### MATERIAL SHOWN
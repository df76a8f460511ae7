// SPDX-FileCopyrightText: 2026 Bruno Meilick
// SPDX-License-Identifier: LicenseRef-Proteus-FreeUse-NoCopy-NoDerivatives
//
// All rights reserved.
//
// This file is part of Proteus and is proprietary software.
// Unauthorized copying, modification, or distribution is prohibited.

use crate::model::{Record, RecordKind};

use super::richtext::normalize_rich_text;

/// Formats a record into its canonical markdown document.
///
/// Section order is fixed per kind, sections are separated by exactly one blank line, and
/// there is no trailing newline. Identical records always produce byte-identical output;
/// nothing here depends on locale, time, or randomness.
pub fn format_record(record: &Record) -> String {
    let mut sections: Vec<String> = Vec::new();

    match record.kind() {
        RecordKind::Story => {
            // The triad is always emitted, empty fields included, so the shape of a story
            // stays recognizable while it is being drafted.
            sections.push(format!(
                "**As a** {}\n**I want** {}\n**So that** {}",
                record.role(),
                record.action(),
                record.benefit()
            ));

            push_rich_section(&mut sections, "**Background/Context:**", record.background());
        }
        RecordKind::Bug => {
            let title = record.role().trim();
            if !title.is_empty() {
                sections.push(title.to_owned());
            }

            push_rich_section(&mut sections, "**Scenario**", record.action());

            let expected = record.benefit().trim();
            if !expected.is_empty() {
                sections.push(format!("**Expected result**\n\n{expected}"));
            }

            push_rich_section(&mut sections, "**Actual result**", record.background());
        }
    }

    push_rich_section(
        &mut sections,
        "**Additional Information:**",
        record.additional_info(),
    );

    if let Some(section) = bullet_section("**Acceptance Criteria**", record.acceptance_criteria()) {
        sections.push(section);
    }
    if let Some(section) = bullet_section("**Technical Information**", record.technical_info()) {
        sections.push(section);
    }

    sections.join("\n\n")
}

fn push_rich_section(sections: &mut Vec<String>, header: &str, raw: &str) {
    if raw.trim().is_empty() {
        return;
    }
    let body = normalize_rich_text(raw);
    if body.is_empty() {
        return;
    }
    sections.push(format!("{header}\n\n{body}"));
}

/// Builds a bulleted section from items whose trimmed value is non-empty.
///
/// Items are trimmed at filter time, so an item containing only spaces counts as blank and
/// is dropped. Returns `None` when no item survives, omitting the whole section.
fn bullet_section(header: &str, items: &[String]) -> Option<String> {
    let kept = items
        .iter()
        .map(|item| item.trim())
        .filter(|item| !item.is_empty())
        .collect::<Vec<_>>();
    if kept.is_empty() {
        return None;
    }

    let mut section = String::from(header);
    section.push('\n');
    for item in kept {
        section.push('\n');
        section.push_str("- ");
        section.push_str(item);
    }
    Some(section)
}

#[cfg(test)]
mod tests {
    use super::format_record;
    use crate::model::{Record, RecordKind};

    fn story(role: &str, action: &str, benefit: &str) -> Record {
        let mut record = Record::empty(RecordKind::Story);
        record.set_role(role);
        record.set_action(action);
        record.set_benefit(benefit);
        record
    }

    #[test]
    fn story_with_one_criterion_matches_expected_bytes() {
        let mut record = story("user", "export data", "I can back it up");
        record.acceptance_criteria_mut()[0] = "Export completes in <5s".to_owned();

        assert_eq!(
            format_record(&record),
            "**As a** user\n**I want** export data\n**So that** I can back it up\n\n\
             **Acceptance Criteria**\n\n- Export completes in <5s"
        );
    }

    #[test]
    fn bug_with_only_title_is_a_single_line() {
        let mut record = Record::empty(RecordKind::Bug);
        record.set_role("Button missing");
        assert_eq!(format_record(&record), "Button missing");
    }

    #[test]
    fn story_triad_keeps_empty_suffixes() {
        let record = Record::empty(RecordKind::Story);
        assert_eq!(
            format_record(&record),
            "**As a** \n**I want** \n**So that** "
        );
    }

    #[test]
    fn blank_criteria_list_omits_the_section() {
        let mut record = story("dev", "ship", "users smile");
        record.acceptance_criteria_mut()[0] = "   ".to_owned();
        record.technical_info_mut()[0] = String::new();

        let formatted = format_record(&record);
        assert!(!formatted.contains("Acceptance Criteria"));
        assert!(!formatted.contains("Technical Information"));
    }

    #[test]
    fn criteria_items_are_trimmed_and_blank_items_dropped() {
        let mut record = story("dev", "ship", "done");
        *record.acceptance_criteria_mut() = vec![
            "  first  ".to_owned(),
            "".to_owned(),
            "second".to_owned(),
        ];

        let formatted = format_record(&record);
        assert!(formatted.ends_with("**Acceptance Criteria**\n\n- first\n- second"));
    }

    #[test]
    fn story_background_is_normalized_rich_text() {
        let mut record = story("user", "log in", "my data is safe");
        record.set_background("<p>Logins use <strong>SSO</strong></p>");

        let formatted = format_record(&record);
        assert!(formatted.contains("**Background/Context:**\n\nLogins use **SSO**"));
    }

    #[test]
    fn bug_sections_appear_in_fixed_order() {
        let mut record = Record::empty(RecordKind::Bug);
        record.set_role("Save button missing");
        record.set_action("<p>Open the editor</p>");
        record.set_benefit("A save button is visible");
        record.set_background("<p>No button rendered</p>");

        assert_eq!(
            format_record(&record),
            "Save button missing\n\n\
             **Scenario**\n\nOpen the editor\n\n\
             **Expected result**\n\nA save button is visible\n\n\
             **Actual result**\n\nNo button rendered"
        );
    }

    #[test]
    fn additional_info_is_emitted_for_both_kinds() {
        let mut story_record = story("user", "filter", "less noise");
        story_record.set_additional_info("<p>ships behind a flag</p>");
        assert!(format_record(&story_record)
            .contains("**Additional Information:**\n\nships behind a flag"));

        let mut bug_record = Record::empty(RecordKind::Bug);
        bug_record.set_role("Broken link");
        bug_record.set_additional_info("seen on staging only");
        assert!(format_record(&bug_record)
            .contains("**Additional Information:**\n\nseen on staging only"));
    }

    #[test]
    fn formatting_twice_yields_identical_bytes() {
        let mut record = story("user", "export data", "I can back it up");
        record.set_background("<ul><li>nightly</li></ul>");
        assert_eq!(format_record(&record), format_record(&record));
    }

    #[test]
    fn no_trailing_newline_after_last_section() {
        let mut record = story("user", "export", "backup");
        record.acceptance_criteria_mut()[0] = "done".to_owned();
        let formatted = format_record(&record);
        assert!(!formatted.ends_with('\n'));
    }
}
######
[WORK INSTRUCTIONS]: Recreate the full listing above precisely.

[RESULT OF THE TASK]:
repository df76a8f460511ae7
// SPDX-FileCopyrightText: 2026 Bruno Meilick
// SPDX-License-Identifier: LicenseRef-Proteus-FreeUse-NoCopy-NoDerivatives
//
// All rights reserved.
//
// This file is part of Proteus and is proprietary software.
// Unauthorized copying, modification, or distribution is prohibited.

use crate::model::{Record, RecordKind};

use super::richtext::normalize_rich_text;

/// Formats a record into its canonical markdown document.
///
/// Section order is fixed per kind, sections are separated by exactly one blank line, and
/// there is no trailing newline. Identical records always produce byte-identical output;
/// nothing here depends on locale, time, or randomness.
pub fn format_record(record: &Record) -> String {
    let mut sections: Vec<String> = Vec::new();

    match record.kind() {
        RecordKind::Story => {
            // The triad is always emitted, empty fields included, so the shape of a story
            // stays recognizable while it is being drafted.
            sections.push(format!(
                "**As a** {}\n**I want** {}\n**So that** {}",
                record.role(),
                record.action(),
                record.benefit()
            ));

            push_rich_section(&mut sections, "**Background/Context:**", record.background());
        }
        RecordKind::Bug => {
            let title = record.role().trim();
            if !title.is_empty() {
                sections.push(title.to_owned());
            }

            push_rich_section(&mut sections, "**Scenario**", record.action());

            let expected = record.benefit().trim();
            if !expected.is_empty() {
                sections.push(format!("**Expected result**\n\n{expected}"));
            }

            push_rich_section(&mut sections, "**Actual result**", record.background());
        }
    }

    push_rich_section(
        &mut sections,
        "**Additional Information:**",
        record.additional_info(),
    );

    if let Some(section) = bullet_section("**Acceptance Criteria**", record.acceptance_criteria()) {
        sections.push(section);
    }
    if let Some(section) = bullet_section("**Technical Information**", record.technical_info()) {
        sections.push(section);
    }

    sections.join("\n\n")
}

fn push_rich_section(sections: &mut Vec<String>, header: &str, raw: &str) {
    if raw.trim().is_empty() {
        return;
    }
    let body = normalize_rich_text(raw);
    if body.is_empty() {
        return;
    }
    sections.push(format!("{header}\n\n{body}"));
}

/// Builds a bulleted section from items whose trimmed value is non-empty.
///
/// Items are trimmed at filter time, so an item containing only spaces counts as blank and
/// is dropped. Returns `None` when no item survives, omitting the whole section.
fn bullet_section(header: &str, items: &[String]) -> Option<String> {
    let kept = items
        .iter()
        .map(|item| item.trim())
        .filter(|item| !item.is_empty())
        .collect::<Vec<_>>();
    if kept.is_empty() {
        return None;
    }

    let mut section = String::from(header);
    section.push('\n');
    for item in kept {
        section.push('\n');
        section.push_str("- ");
        section.push_str(item);
    }
    Some(section)
}

#[cfg(test)]
mod tests {
    use super::format_record;
    use crate::model::{Record, RecordKind};

    fn story(role: &str, action: &str, benefit: &str) -> Record {
        let mut record = Record::empty(RecordKind::Story);
        record.set_role(role);
        record.set_action(action);
        record.set_benefit(benefit);
        record
    }

    #[test]
    fn story_with_one_criterion_matches_expected_bytes() {
        let mut record = story("user", "export data", "I can back it up");
        record.acceptance_criteria_mut()[0] = "Export completes in <5s".to_owned();

        assert_eq!(
            format_record(&record),
            "**As a** user\n**I want** export data\n**So that** I can back it up\n\n\
             **Acceptance Criteria**\n\n- Export completes in <5s"
        );
    }

    #[test]
    fn bug_with_only_title_is_a_single_line() {
        let mut record = Record::empty(RecordKind::Bug);
        record.set_role("Button missing");
        assert_eq!(format_record(&record), "Button missing");
    }

    #[test]
    fn story_triad_keeps_empty_suffixes() {
        let record = Record::empty(RecordKind::Story);
        assert_eq!(
            format_record(&record),
            "**As a** \n**I want** \n**So that** "
        );
    }

    #[test]
    fn blank_criteria_list_omits_the_section() {
        let mut record = story("dev", "ship", "users smile");
        record.acceptance_criteria_mut()[0] = "   ".to_owned();
        record.technical_info_mut()[0] = String::new();

        let formatted = format_record(&record);
        assert!(!formatted.contains("Acceptance Criteria"));
        assert!(!formatted.contains("Technical Information"));
    }

    #[test]
    fn criteria_items_are_trimmed_and_blank_items_dropped() {
        let mut record = story("dev", "ship", "done");
        *record.acceptance_criteria_mut() = vec![
            "  first  ".to_owned(),
            "".to_owned(),
            "second".to_owned(),
        ];

        let formatted = format_record(&record);
        assert!(formatted.ends_with("**Acceptance Criteria**\n\n- first\n- second"));
    }

    #[test]
    fn story_background_is_normalized_rich_text() {
        let mut record = story("user", "log in", "my data is safe");
        record.set_background("<p>Logins use <strong>SSO</strong></p>");

        let formatted = format_record(&record);
        assert!(formatted.contains("**Background/Context:**\n\nLogins use **SSO**"));
    }

    #[test]
    fn bug_sections_appear_in_fixed_order() {
        let mut record = Record::empty(RecordKind::Bug);
        record.set_role("Save button missing");
        record.set_action("<p>Open the editor</p>");
        record.set_benefit("A save button is visible");
        record.set_background("<p>No button rendered</p>");

        assert_eq!(
            format_record(&record),
            "Save button missing\n\n\
             **Scenario**\n\nOpen the editor\n\n\
             **Expected result**\n\nA save button is visible\n\n\
             **Actual result**\n\nNo button rendered"
        );
    }

    #[test]
    fn additional_info_is_emitted_for_both_kinds() {
        let mut story_record = story("user", "filter", "less noise");
        story_record.set_additional_info("<p>ships behind a flag</p>");
        assert!(format_record(&story_record)
            .contains("**Additional Information:**\n\nships behind a flag"));

        let mut bug_record = Record::empty(RecordKind::Bug);
        bug_record.set_role("Broken link");
        bug_record.set_additional_info("seen on staging only");
        assert!(format_record(&bug_record)
            .contains("**Additional Information:**\n\nseen on staging only"));
    }

    #[test]
    fn formatting_twice_yields_identical_bytes() {
        let mut record = story("user", "export data", "I can back it up");
        record.set_background("<ul><li>nightly</li></ul>");
        assert_eq!(format_record(&record), format_record(&record));
    }

    #[test]
    fn no_trailing_newline_after_last_section() {
        let mut record = story("user", "export", "backup");
        record.acceptance_criteria_mut()[0] = "done".to_owned();
        let formatted = format_record(&record);
        assert!(!formatted.ends_with('\n'));
    }
}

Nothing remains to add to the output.